Pass --sqlflow-url only when your SQLFlow Docker is not on localhost:8165 — e.g. a remote host, a different port, or behind an nginx reverse proxy. Point it at the full exportFullLineageAsJson path:

# Remote host / non-default port
gsp-datahub-sidecar --mode self_hosted \
  --sqlflow-url http://sqlflow.internal:9100/api/gspLive_backend/sqlflow/generation/sqlflow/exportFullLineageAsJson \
  --user-id YOUR_USER_ID \
  --secret-key YOUR_SECRET_KEY \
  --sql-file queries.sql

You can also set this in sidecar.yaml (sqlflow.url) or via the GSP_SQLFLOW_URL environment variable.

Configuration

Copy sidecar.yaml.example to sidecar.yaml and edit. All settings can also be overridden with environment variables:

Env var	Config key	Description
`GSP_BACKEND_MODE`	`sqlflow.mode`	`anonymous`, `authenticated`, or `self_hosted`
`GSP_SQLFLOW_URL`	`sqlflow.url`	Override the SQLFlow API URL
`GSP_SQLFLOW_USER_ID`	`sqlflow.user_id`	SQLFlow userId — required for `authenticated` and `self_hosted` modes
`GSP_SQLFLOW_SECRET_KEY`	`sqlflow.secret_key`	SQLFlow secretKey — required for `authenticated` and `self_hosted` modes
`GSP_DB_VENDOR`	`sqlflow.db_vendor`	SQL dialect (default: `dbvbigquery`)
`GSP_DATAHUB_SERVER`	`datahub.server`	DataHub GMS URL
`GSP_DATAHUB_TOKEN`	`datahub.token`	DataHub auth token
`GSP_COLUMN_LINEAGE`	`datahub.column_lineage`	Emit column-level lineage (default `true`)
`GSP_JAR_PATH`	`sqlflow.jar_path`	Path to `gsqlparser-*-shaded.jar` — required for `local_jar` mode
`GSP_JAVA_BIN`	`sqlflow.java_bin`	Java executable for `local_jar` mode (default: `java` on PATH)

Dry run vs. live mode

--dry-run does everything except sending lineage to DataHub — safe to run anytime, no DataHub server needed:

# Dry run: parse SQL, extract lineage, show what would be sent (no DataHub needed)
gsp-datahub-sidecar --sql-file examples/bigquery_procedural.sql --dry-run

Without --dry-run, lineage is written to a running DataHub GMS. Point to your DataHub server with --datahub-server:

# Emit lineage to DataHub running on your cluster:
gsp-datahub-sidecar --sql-file examples/bigquery_procedural.sql \
  --datahub-server http://datahub-gms:8080

# If DataHub has authentication enabled, add a token:
gsp-datahub-sidecar --sql-file examples/bigquery_procedural.sql \
  --datahub-server http://datahub-gms:8080 \
  --datahub-token eyJhbGciOi...

Or set these in sidecar.yaml / environment variables so you don't repeat them:

export GSP_DATAHUB_SERVER=http://datahub-gms:8080
export GSP_DATAHUB_TOKEN=eyJhbGciOi...
gsp-datahub-sidecar --sql-file examples/bigquery_procedural.sql

Step	`--dry-run`	live (no flag)
Call SQLFlow API to parse SQL	Yes	Yes
Extract lineage from response	Yes	Yes
Build DataHub MCPs	Yes	Yes
Send MCPs to DataHub GMS	No (logs what it would send)	Yes

Table-level vs. column-level lineage

By default, the sidecar emits both table-level upstream lineage and column-level (fine-grained) lineage — DataHub will show both table arrows and per-column arrows in the Lineage tab.

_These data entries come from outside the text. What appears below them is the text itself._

use chrono::{DateTime, Utc};
use convo_shared::constants::EVENT_USER_LIMIT;
use convo_shared::crypto::random_token;
use convo_shared::{Key, Kind};
use serde::{Deserialize, Serialize};

use super::members::{self, replace_key, UserPartial};
use super::{MembershipError, Named, Read, Readable, User};
use crate::entity::{index_keys, lenient, Entity};

/// Where an event is in its life.
///
/// `Draft` events have not been saved; only `Committed` events accept
/// updates; `Past` events can only be deleted. `Cancelled` is never stored:
/// it names the deletion fan-out.
#[derive(Debug, Clone, Copy, PartialEq, Eq)]
pub enum EventState {
    Draft,
    Committed,
    Past,
    Cancelled,
}

#[derive(Debug, Clone, Serialize, Deserialize)]
pub struct Event {
    #[serde(skip)]
    pub key: Option<Key>,
    pub owner: Key,
    #[serde(default)]
    pub hosts: Vec<Key>,
    /// Participants, owner included.
    pub users: Vec<Key>,
    #[serde(default)]
    pub user_partials: Vec<UserPartial>,
    #[serde(default)]
    pub rsvps: Vec<Key>,
    pub invite_token: String,

    #[serde(default)]
    pub place_id: String,
    #[serde(default)]
    pub address: String,
    #[serde(default)]
    pub lat: f64,
    #[serde(default)]
    pub lng: f64,
    /// Minutes east of UTC at the venue.
    #[serde(default)]
    pub utc_offset: i32,

    #[serde(default)]
    pub name: String,
    #[serde(default)]
    pub description: String,
    pub timestamp: DateTime<Utc>,

    #[serde(default)]
    pub reads: Vec<Read>,
    pub created_at: DateTime<Utc>,
    pub updated_at: DateTime<Utc>,

    #[serde(default, alias = "GuestsCanInvite", deserialize_with = "lenient")]
    pub guests_can_invite: bool,
}

impl Event {
    pub fn new(
        owner: &User,
        name: &str,
        timestamp: DateTime<Utc>,
        now: DateTime<Utc>,
    ) -> Result<Self, MembershipError> {
        let partial = UserPartial::of(owner)?;
        let mut event = Self {
            key: None,
            owner: partial.id,
            hosts: Vec::new(),
            users: vec![partial.id],
            user_partials: vec![partial],
            rsvps: Vec::new(),
            invite_token: random_token(),
            place_id: String::new(),
            address: String::new(),
            lat: 0.0,
            lng: 0.0,
            utc_offset: 0,
            name: name.trim().to_string(),
            description: String::new(),
            timestamp: now,
            reads: Vec::new(),
            created_at: now,
            updated_at: now,
            guests_can_invite: false,
        };
        event.set_timestamp(timestamp, now)?;
        Ok(event)
    }

    pub fn state(&self, now: DateTime<Utc>) -> EventState {
        if self.key.is_none() {
            EventState::Draft
        } else if self.is_past(now) {
            EventState::Past
        } else {
            EventState::Committed
        }
    }

    pub fn is_past(&self, now: DateTime<Utc>) -> bool {
        self.timestamp <= now
    }

    /// Past events are read-only.
    pub fn ensure_mutable(&self, now: DateTime<Utc>) -> Result<(), MembershipError> {
        if self.is_past(now) {
            return Err(MembershipError::Invalid("this event has already happened".into()));
        }
        Ok(())
    }

    pub fn set_timestamp(
        &mut self,
        timestamp: DateTime<Utc>,
        now: DateTime<Utc>,
    ) -> Result<(), MembershipError> {
        if timestamp <= now {
            return Err(MembershipError::Invalid("the event must be in the future".into()));
        }
        self.timestamp = timestamp;
        Ok(())
    }

    pub fn has_user(&self, user: Key) -> bool {
        self.users.contains(&user)
    }

    pub fn owner_is(&self, user: Key) -> bool {
        self.owner == user
    }

    pub fn has_host(&self, user: Key) -> bool {
        self.hosts.contains(&user)
    }

    pub fn has_rsvp(&self, user: Key) -> bool {
        self.rsvps.contains(&user)
    }

    /// Owner, hosts and, when the owner allows it, any participant.
    pub fn can_invite(&self, user: Key) -> bool {
        self.owner_is(user)
            || self.has_host(user)
            || (self.guests_can_invite && self.has_user(user))
    }

    pub fn add_user(&mut self, user: &User) -> Result<Key, MembershipError> {
        members::add(
            &mut self.users,
            &mut self.user_partials,
            self.owner,
            user,
            EVENT_USER_LIMIT,
        )
    }

    pub fn remove_user(&mut self, user: Key) -> Result<(), MembershipError> {
        members::remove(&mut self.users, &mut self.user_partials, self.owner, user)?;
        self.hosts.retain(|k| *k != user);
        self.rsvps.retain(|k| *k != user);
        self.reads.retain(|r| r.user != user);
        Ok(())
    }

    /// Record `user`'s RSVP. A new RSVP resets every read marker so all
    /// participants see the change. Repeating an RSVP changes nothing.
    pub fn add_rsvp(&mut self, user: Key) -> Result<bool, MembershipError> {
        if self.owner_is(user) {
            return Err(MembershipError::Invalid("the owner cannot RSVP".into()));
        }
        if !self.has_user(user) {
            return Err(MembershipError::Invalid("only participants can RSVP".into()));
        }
        if self.has_rsvp(user) {
            return Ok(false);
        }
        self.rsvps.push(user);
        self.clear_reads();
        Ok(true)
    }

    /// Withdraw `user`'s RSVP. Read markers are left alone.
    pub fn remove_rsvp(&mut self, user: Key) -> Result<bool, MembershipError> {
        if !self.has_user(user) {
            return Err(MembershipError::NotFound(user));
        }
        let before = self.rsvps.len();
        self.rsvps.retain(|k| *k != user);
        Ok(before != self.rsvps.len())
    }

    /// Owner only. Kills every outstanding invite and RSVP link.
    pub fn roll_invite_token(&mut self, actor: Key) -> Result<(), MembershipError> {
        if !self.owner_is(actor) {
            return Err(MembershipError::Forbidden(
                "only the owner can reset the invite link".into(),
            ));
        }
        self.invite_token = random_token();
        Ok(())
    }

    /// Replace the host set. Every host must already be a participant.
    pub fn set_hosts(&mut self, hosts: &[Key]) -> Result<(), MembershipError> {
        let mut next: Vec<Key> = Vec::with_capacity(hosts.len());
        for host in hosts {
            if !self.has_user(*host) {
                return Err(MembershipError::NotFound(*host));
            }
            if !next.contains(host) {
                next.push(*host);
            }
        }
        self.hosts = next;
        Ok(())
    }

    pub fn replace_user(&mut self, from: Key, to: &UserPartial) {
        if self.owner == from {
            self.owner = to.id;
        }
        replace_key(&mut self.users, from, to.id);
        replace_key(&mut self.hosts, from, to.id);
        replace_key(&mut self.rsvps, from, to.id);
        // the owner never RSVPs, even after two accounts merge
        let owner = self.owner;
        self.rsvps.retain(|k| *k != owner);
        members::replace_partial(&mut self.user_partials, from, to);
        self.replace_reader(from, to.id);
    }

    pub fn references(&self, user: Key) -> bool {
        self.owner == user
            || self.users.contains(&user)
            || self.hosts.contains(&user)
            || self.rsvps.contains(&user)
            || self.is_read(user)
    }
}

impl Readable for Event {
    fn reads(&self) -> &[Read] {
        &self.reads
    }

    fn reads_mut(&mut self) -> &mut Vec<Read> {
        &mut self.reads
    }
}

impl Named for Event {
    fn name(&self) -> String {
        self.name.clone()
    }
}

impl Entity for Event {
    const KIND: Kind = Kind::Event;

    fn key(&self) -> Option<Key> {
        self.key
    }

    fn set_key(&mut self, key: Key) {
        self.key = Some(key);
    }

    fn index(&self) -> Vec<(&'static str, String)> {
        let mut index = vec![("owner", self.owner.encode())];
        index.extend(index_keys("users", &self.users));
        index
    }
}

#[cfg(test)]
mod tests {
    use super::*;
    use chrono::Duration;

    fn user(id: i64) -> User {
        let mut u = User::new(&format!("u{id}@x.com"));
        u.key = Some(Key::new(Kind::User, id));
        u
    }

    fn k(id: i64) -> Key {
        Key::new(Kind::User, id)
    }

    fn event() -> Event {
        let now = Utc::now();
        Event::new(&user(1), "Dinner", now + Duration::days(1), now).unwrap()
    }

    #[test]
    fn test_creation_requires_future() {
        let now = Utc::now();
        let err = Event::new(&user(1), "Late", now - Duration::minutes(1), now).unwrap_err();
        assert!(matches!(err, MembershipError::Invalid(_)));
    }

    #[test]
    fn test_rsvp_rules() {
        let mut e = event();
        e.add_user(&user(2)).unwrap();
        e.mark_read(k(1), Utc::now());

        assert!(e.add_rsvp(k(1)).is_err());
        assert!(e.add_rsvp(k(3)).is_err());

        assert!(e.add_rsvp(k(2)).unwrap());
        assert_eq!(e.rsvps, vec![k(2)]);
        assert!(e.reads.is_empty());

        e.mark_read(k(1), Utc::now());
        assert!(e.remove_rsvp(k(2)).unwrap());
        assert!(e.is_read(k(1)));
    }

    #[test]
    fn test_event_limit() {
        let mut e = event();
        for id in 2..=EVENT_USER_LIMIT as i64 {
            e.add_user(&user(id)).unwrap();
        }
        assert_eq!(e.users.len(), EVENT_USER_LIMIT);
        assert_eq!(
            e.add_user(&user(1000)),
            Err(MembershipError::Limit(EVENT_USER_LIMIT))
        );
    }

    #[test]
    fn test_roll_invite_token_owner_only() {
        let mut e = event();
        e.add_user(&user(2)).unwrap();
        let before = e.invite_token.clone();
        assert!(e.roll_invite_token(k(2)).is_err());
        e.roll_invite_token(k(1)).unwrap();
        assert_ne!(e.invite_token, before);
    }

    #[test]
    fn test_remove_user_clears_host_and_rsvp() {
        let mut e = event();
        e.add_user(&user(2)).unwrap();
        e.set_hosts(&[k(2)]).unwrap();
        e.add_rsvp(k(2)).unwrap();
        e.remove_user(k(2)).unwrap();
        assert!(e.hosts.is_empty());
        assert!(e.rsvps.is_empty());
        assert!(e.set_hosts(&[k(2)]).is_err());
    }

    #[test]
    fn test_can_invite() {
        let mut e = event();
        e.add_user(&user(2)).unwrap();
        assert!(e.can_invite(k(1)));
        assert!(!e.can_invite(k(2)));
        e.guests_can_invite = true;
        assert!(e.can_invite(k(2)));
        assert!(!e.can_invite(k(3)));
    }

    #[test]
    fn test_state() {
        let mut e = event();
        let now = Utc::now();
        assert_eq!(e.state(now), EventState::Draft);
        e.key = Some(Key::new(Kind::Event, 7));
        assert_eq!(e.state(now), EventState::Committed);
        assert_eq!(e.state(now + Duration::days(2)), EventState::Past);
        assert!(e.ensure_mutable(now + Duration::days(2)).is_err());
    }

    #[test]
    fn test_legacy_guests_can_invite() {
        let e = event();
        let mut json = serde_json::to_value(&e).unwrap();
        let obj = json.as_object_mut().unwrap();
        obj.remove("guests_can_invite");
        obj.insert("GuestsCanInvite".into(), serde_json::json!("yes"));
        let loaded: Event = serde_json::from_value(json).unwrap();
        assert!(!loaded.guests_can_invite);
    }
}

To emit table-level lineage only (skip fineGrainedLineages):

gsp-datahub-sidecar --sql-file queries.sql --no-column-lineage

Equivalent config / env:

datahub.column_lineage: false in sidecar.yaml
GSP_COLUMN_LINEAGE=false

--dry-run prints up to 5 column mappings per MCP so you can verify what would be sent.

Verify lineage in DataHub

After emitting lineage (live mode, no --dry-run), verify it in three ways:

1. DataHub Web UI (recommended)

Open DataHub in your browser (e.g. http://datahub-frontend:9002), search for the downstream table name, and click the Lineage tab. You should see arrows connecting upstream tables to downstream tables.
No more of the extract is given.